We present the treatment rationale and study design for the RELAY study (NCT02411448 ). This phase Ib/III study will assess safety, tolerability, and efficacy of the combination of ramucirumab with erlotinib in previously untreated stage IV non–small-cell lung cancer patients with an activating epidermal growth factor receptor (EGFR) mutation.

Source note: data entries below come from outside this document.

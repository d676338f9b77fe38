//! In-memory view state for the order list.
//!
//! The store holds the orders most recently fetched from the backend plus
//! any optimistic local updates. There is exactly one way to change a
//! single order: `update`, keyed by identifier, so no caller can drift from
//! the fetched list structure.

use dispatch_types::Order;
use tokio::sync::RwLock;

/// Order view state keyed by order identifier.
///
/// Server ordering is preserved; `update` replaces in place.
pub struct OrderStore {
	orders: RwLock<Vec<Order>>,
}

impl OrderStore {
	/// Creates an empty store.
	pub fn new() -> Self {
		Self {
			orders: RwLock::new(Vec::new()),
		}
	}

	/// Replaces the entire view with a freshly fetched list.
	pub async fn replace_all(&self, orders: Vec<Order>) {
		*self.orders.write().await = orders;
	}

	/// Returns a snapshot of all orders in server order.
	pub async fn all(&self) -> Vec<Order> {
		self.orders.read().await.clone()
	}

	/// Looks up an order by identifier.
	pub async fn get(&self, id: &str) -> Option<Order> {
		self.orders
			.read()
			.await
			.iter()
			.find(|order| order.id == id)
			.cloned()
	}

	/// Replaces the order with a matching identifier.
	///
	/// Returns false when no order matches; an unknown order is never
	/// inserted, since every order originates from a fetch.
	pub async fn update(&self, order: Order) -> bool {
		let mut orders = self.orders.write().await;
		match orders.iter_mut().find(|existing| existing.id == order.id) {
			Some(slot) => {
				*slot = order;
				true
			}
			None => false,
		}
	}
}

impl Default for OrderStore {
	fn default() -> Self {
		Self::new()
	}
}

#[cfg(test)]
mod tests {
	use super::*;
	use chrono::{TimeZone, Utc};
	use dispatch_types::{CustomerDetails, OrderStatus};

	fn order(id: &str) -> Order {
		Order {
			id: id.to_string(),
			order_id: format!("SO-{}", id),
			amount_total: 1_000,
			date_created: Utc.with_ymd_and_hms(2024, 5, 1, 12, 0, 0).unwrap(),
			currency: "vnd".to_string(),
			customer_details: CustomerDetails {
				first_name: "Linh".to_string(),
				last_name: "Tran".to_string(),
				address: "12 Hang Bac".to_string(),
				zip_code: 10_000,
				city: "Hanoi".to_string(),
				state: "HN".to_string(),
				email: "linh.tran@example.com".to_string(),
				phone_number: "+84 912 345 678".to_string(),
			},
			product_details: Vec::new(),
			shipping_details: Vec::new(),
			status: OrderStatus::Created,
			payment_status: 1,
		}
	}

	#[tokio::test]
	async fn test_replace_and_lookup() {
		let store = OrderStore::new();
		store.replace_all(vec![order("a"), order("b")]).await;

		assert_eq!(store.all().await.len(), 2);
		assert!(store.get("a").await.is_some());
		assert!(store.get("c").await.is_none());
	}

	#[tokio::test]
	async fn test_update_replaces_in_place() {
		let store = OrderStore::new();
		store.replace_all(vec![order("a"), order("b")]).await;

		let mut updated = order("b");
		updated.status = OrderStatus::Shipping;
		assert!(store.update(updated).await);

		// Position preserved, value replaced.
		let all = store.all().await;
		assert_eq!(all[1].id, "b");
		assert_eq!(all[1].status, OrderStatus::Shipping);
		assert_eq!(all[0].status, OrderStatus::Created);
	}

	#[tokio::test]
	async fn test_update_unknown_order_is_not_inserted() {
		let store = OrderStore::new();
		store.replace_all(vec![order("a")]).await;

		assert!(!store.update(order("ghost")).await);
		assert_eq!(store.all().await.len(), 1);
	}
}
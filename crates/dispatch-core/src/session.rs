//! Session service: the cached bearer credential and the identity behind it.
//!
//! The token is the only durable state this client keeps. It is cached
//! under the `session` namespace with a TTL taken from the token's own
//! `exp` claim, so an expired credential reads as absent instead of being
//! replayed; there is no refresh.

use crate::ClientError;
use dispatch_storage::{StorageError, StorageService};
use dispatch_types::{decode_claims, Identity};
use std::time::{Duration, SystemTime, UNIX_EPOCH};

const SESSION_NAMESPACE: &str = "session";
const TOKEN_KEY: &str = "auth_token";

/// Manages the cached bearer token.
pub struct SessionService {
	storage: StorageService,
}

impl SessionService {
	/// Creates a new SessionService over the given storage.
	pub fn new(storage: StorageService) -> Self {
		Self { storage }
	}

	/// Caches a bearer token.
	///
	/// When the token carries an `exp` claim in the future, the cache entry
	/// expires with it; otherwise the entry is permanent and ages out only
	/// on logout.
	pub async fn save_token(&self, token: &str) -> Result<(), StorageError> {
		let ttl = decode_claims(token)
			.ok()
			.and_then(|claims| claims.exp)
			.and_then(|exp| {
				let now = SystemTime::now()
					.duration_since(UNIX_EPOCH)
					.unwrap_or_default()
					.as_secs() as i64;
				(exp > now).then(|| Duration::from_secs((exp - now) as u64))
			});

		self.storage
			.store_with_ttl(SESSION_NAMESPACE, TOKEN_KEY, &token.to_string(), ttl)
			.await
	}

	/// Returns the cached token, if one is present and unexpired.
	pub async fn token(&self) -> Result<Option<String>, StorageError> {
		match self
			.storage
			.retrieve::<String>(SESSION_NAMESPACE, TOKEN_KEY)
			.await
		{
			Ok(token) => Ok(Some(token)),
			Err(StorageError::NotFound) => Ok(None),
			Err(e) => Err(e),
		}
	}

	/// Deletes the cached token.
	pub async fn clear(&self) -> Result<(), StorageError> {
		self.storage.remove(SESSION_NAMESPACE, TOKEN_KEY).await
	}

	/// Returns the cached token together with the identity it asserts.
	///
	/// Fails with [`ClientError::NotAuthenticated`] when no token is
	/// cached; claim problems surface as their own errors.
	pub async fn authenticated(&self) -> Result<(String, Identity), ClientError> {
		let token = self.token().await?.ok_or(ClientError::NotAuthenticated)?;
		let claims = decode_claims(&token)?;
		let identity = Identity::from_claims(&claims)?;
		Ok((token, identity))
	}
}

#[cfg(test)]
mod tests {
	use super::*;
	use base64::engine::general_purpose::URL_SAFE_NO_PAD;
	use base64::Engine;
	use dispatch_storage::implementations::memory::MemoryStorage;
	use dispatch_types::{Role, ROLE_CLAIM};
	use serde_json::json;

	fn service() -> SessionService {
		SessionService::new(StorageService::new(Box::new(MemoryStorage::new())))
	}

	fn token_with_claims(claims: serde_json::Value) -> String {
		let header = URL_SAFE_NO_PAD.encode(b"{\"alg\":\"HS256\",\"typ\":\"JWT\"}");
		let payload = URL_SAFE_NO_PAD.encode(claims.to_string().as_bytes());
		format!("{}.{}.sig", header, payload)
	}

	#[tokio::test]
	async fn test_token_round_trip() {
		let session = service();
		assert!(session.token().await.unwrap().is_none());

		let token = token_with_claims(json!({ "Id": "usr_d1", ROLE_CLAIM: "Dispatcher" }));
		session.save_token(&token).await.unwrap();
		assert_eq!(session.token().await.unwrap().as_deref(), Some(token.as_str()));

		session.clear().await.unwrap();
		assert!(session.token().await.unwrap().is_none());
	}

	#[tokio::test]
	async fn test_authenticated_yields_identity() {
		let session = service();
		let token = token_with_claims(json!({
			"Id": "usr_d1",
			"FirstName": "Linh",
			ROLE_CLAIM: "Dispatcher",
		}));
		session.save_token(&token).await.unwrap();

		let (cached, identity) = session.authenticated().await.unwrap();
		assert_eq!(cached, token);
		assert_eq!(identity.id, "usr_d1");
		assert_eq!(identity.role, Role::Dispatcher);
	}

	#[tokio::test]
	async fn test_authenticated_without_token() {
		let session = service();
		assert!(matches!(
			session.authenticated().await,
			Err(ClientError::NotAuthenticated)
		));
	}

	#[tokio::test]
	async fn test_token_without_id_claim_is_an_auth_error() {
		let session = service();
		session
			.save_token(&token_with_claims(json!({ ROLE_CLAIM: "Shipper" })))
			.await
			.unwrap();

		assert!(matches!(
			session.authenticated().await,
			Err(ClientError::Auth(_))
		));
	}
}
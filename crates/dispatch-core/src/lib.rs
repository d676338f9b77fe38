//! Core orchestration for the dispatch client.
//!
//! This module wires the status engine, the backend API, and the session
//! together: it authenticates, keeps the order view state, gates every
//! mutation through the engine's available actions, and applies the
//! optimistic local result before the backend confirms it. It performs at
//! most one outstanding network call per user-initiated action and never
//! retries.

use chrono::Utc;
use thiserror::Error;

use dispatch_api::{ApiError, OrderApi};
use dispatch_order::{available_actions, derive_state, Action, DerivedState};
use dispatch_storage::{StorageError, StorageService};
use dispatch_types::{
	AuthError, DispatchOrderRequest, Identity, LoginRequest, Order, OrderStatus,
	ShippingOrderRequest,
};

pub mod session;
pub mod store;

pub use session::SessionService;
pub use store::OrderStore;

/// Errors that can occur during client operations.
#[derive(Debug, Error)]
pub enum ClientError {
	/// No cached credential; the caller must log in first.
	#[error("Not logged in")]
	NotAuthenticated,
	/// Error that occurs while reading credential claims.
	#[error(transparent)]
	Auth(#[from] AuthError),
	/// Error that occurs while talking to the backend.
	#[error(transparent)]
	Api(#[from] ApiError),
	/// Error that occurs in the token cache.
	#[error(transparent)]
	Storage(#[from] StorageError),
	/// The requested action is not offered for the order's current state
	/// and the caller's role.
	#[error("Cannot {action} an order in state {state}")]
	ActionNotAvailable {
		action: Action,
		state: DerivedState,
	},
	/// Dispatch requested while no driver candidate has resolved.
	#[error("No driver available for dispatch")]
	NoDriverAvailable,
	/// The order identifier matches nothing in the fetched list.
	#[error("Unknown order: {0}")]
	UnknownOrder(String),
}

/// The order-dispatch client.
///
/// Owns the session, the order view state, and the backend connection. All
/// mutation paths go through [`dispatch_order::available_actions`]; a
/// control that the engine does not offer cannot be exercised here.
pub struct DispatchClient {
	api: Box<dyn OrderApi>,
	session: SessionService,
	store: OrderStore,
}

impl DispatchClient {
	/// Creates a new client over the given API connection and storage.
	pub fn new(api: Box<dyn OrderApi>, storage: StorageService) -> Self {
		Self {
			api,
			session: SessionService::new(storage),
			store: OrderStore::new(),
		}
	}

	/// Authenticates against the backend and caches the issued token.
	pub async fn login(&self, email_or_phone: &str, password: &str) -> Result<Identity, ClientError> {
		let request = LoginRequest {
			email_or_phone: email_or_phone.to_string(),
			password: password.to_string(),
		};

		let token = self.api.login(&request).await?;
		let claims = dispatch_types::decode_claims(&token)?;
		let identity = Identity::from_claims(&claims)?;

		self.session.save_token(&token).await?;
		tracing::info!(actor_id = %identity.id, "Logged in");

		Ok(identity)
	}

	/// Drops the cached credential.
	pub async fn logout(&self) -> Result<(), ClientError> {
		self.session.clear().await?;
		tracing::info!("Logged out");
		Ok(())
	}

	/// Returns the identity asserted by the cached credential.
	pub async fn identity(&self) -> Result<Identity, ClientError> {
		let (_, identity) = self.session.authenticated().await?;
		Ok(identity)
	}

	/// Fetches the actor's orders and replaces the view state.
	pub async fn refresh_orders(&self) -> Result<Vec<Order>, ClientError> {
		let (token, identity) = self.session.authenticated().await?;
		let orders = self.api.fetch_orders(&token, &identity.id).await?;

		tracing::debug!(count = orders.len(), "Fetched orders");
		self.store.replace_all(orders.clone()).await;

		Ok(orders)
	}

	/// Returns the current order view state in server order.
	pub async fn orders(&self) -> Vec<Order> {
		self.store.all().await
	}

	/// Looks up a single order from the view state.
	pub async fn order(&self, order_id: &str) -> Result<Order, ClientError> {
		self.store
			.get(order_id)
			.await
			.ok_or_else(|| ClientError::UnknownOrder(order_id.to_string()))
	}

	/// Assigns the offered driver to a pending order.
	///
	/// The pickup address is carried over from the order's shipping
	/// history. The local view is updated optimistically before the
	/// submission outcome is known; on submit failure the error is returned
	/// and the optimistic value stands until the next refresh (last server
	/// write wins).
	pub async fn dispatch(&self, order_id: &str, note: &str) -> Result<Order, ClientError> {
		let (token, identity) = self.session.authenticated().await?;
		let order = self.order(order_id).await?;
		require_action(&order, &identity, Action::Dispatch)?;

		let driver = self
			.api
			.fetch_driver(&token)
			.await?
			.ok_or(ClientError::NoDriverAvailable)?;

		let pickup_address = order.pickup_address().map(str::to_string);
		let timestamp = Utc::now();

		let request = DispatchOrderRequest {
			id: order.id.clone(),
			dispatcher_id: identity.id.clone(),
			dispatched_to_id: driver.id.clone(),
			pickup_address: pickup_address.clone(),
			note: note.to_string(),
			date_created: timestamp,
		};

		let updated = dispatch_order::apply_dispatch(
			order,
			&identity.id,
			&driver.id,
			pickup_address,
			note,
			timestamp,
		);
		self.store.update(updated.clone()).await;

		tracing::info!(order_id = %updated.id, driver_id = %driver.id, "Dispatched order");
		self.api.dispatch_order(&token, &request).await?;

		Ok(updated)
	}

	/// Moves a dispatched order into `Shipping`, or updates the shipping
	/// note while already in transit.
	pub async fn mark_shipping(&self, order_id: &str, note: &str) -> Result<Order, ClientError> {
		self.advance_status(order_id, note, Action::MarkShipping, OrderStatus::Shipping)
			.await
	}

	/// Marks an in-transit order as delivered.
	pub async fn mark_delivered(&self, order_id: &str, note: &str) -> Result<Order, ClientError> {
		self.advance_status(order_id, note, Action::MarkDelivered, OrderStatus::Delivered)
			.await
	}

	async fn advance_status(
		&self,
		order_id: &str,
		note: &str,
		action: Action,
		new_status: OrderStatus,
	) -> Result<Order, ClientError> {
		let (token, identity) = self.session.authenticated().await?;
		let order = self.order(order_id).await?;
		require_action(&order, &identity, action)?;

		let timestamp = Utc::now();
		let request = ShippingOrderRequest {
			id: order.id.clone(),
			dispatcher_id: identity.id.clone(),
			dispatched_to_id: None,
			pickup_address: None,
			note: note.to_string(),
			date_created: timestamp,
			status: new_status,
		};

		let updated =
			dispatch_order::apply_status_change(order, &identity.id, note, timestamp, new_status);
		self.store.update(updated.clone()).await;

		tracing::info!(order_id = %updated.id, status = %new_status, "Updated order status");
		self.api.shipping_order(&token, &request).await?;

		Ok(updated)
	}
}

The study is being conducted in approximately 120 sites in North America, Europe, and Asia and is currently open for enrollment. In part A (phase Ib), approximately 12 patients will receive ramucirumab (10 mg/kg) every 2 weeks with erlotinib (150 mg) every day. Dose-limiting toxicity will be assessed during 2 cycles (4 weeks) of treatment. In part B (phase III), approximately 450 patients will be randomized in a 1:1 ratio to receive ramucirumab or placebo every 2 weeks with erlotinib daily until disease progression, unacceptable toxicity, or other withdrawal criteria are met. The primary end point is progression-free survival, on the basis of investigator assessment. Secondary end points include overall survival, objective response rate, disease control rate, duration of response, safety, and quality of life.

Erlotinib with ramucirumab combination was chosen because the addition of an antiangiogenic agent, such as ramucirumab, would further improve the efficacy of erlotinib, which is a standard of care in the first-line treatment of patients with activating EGFR mutations.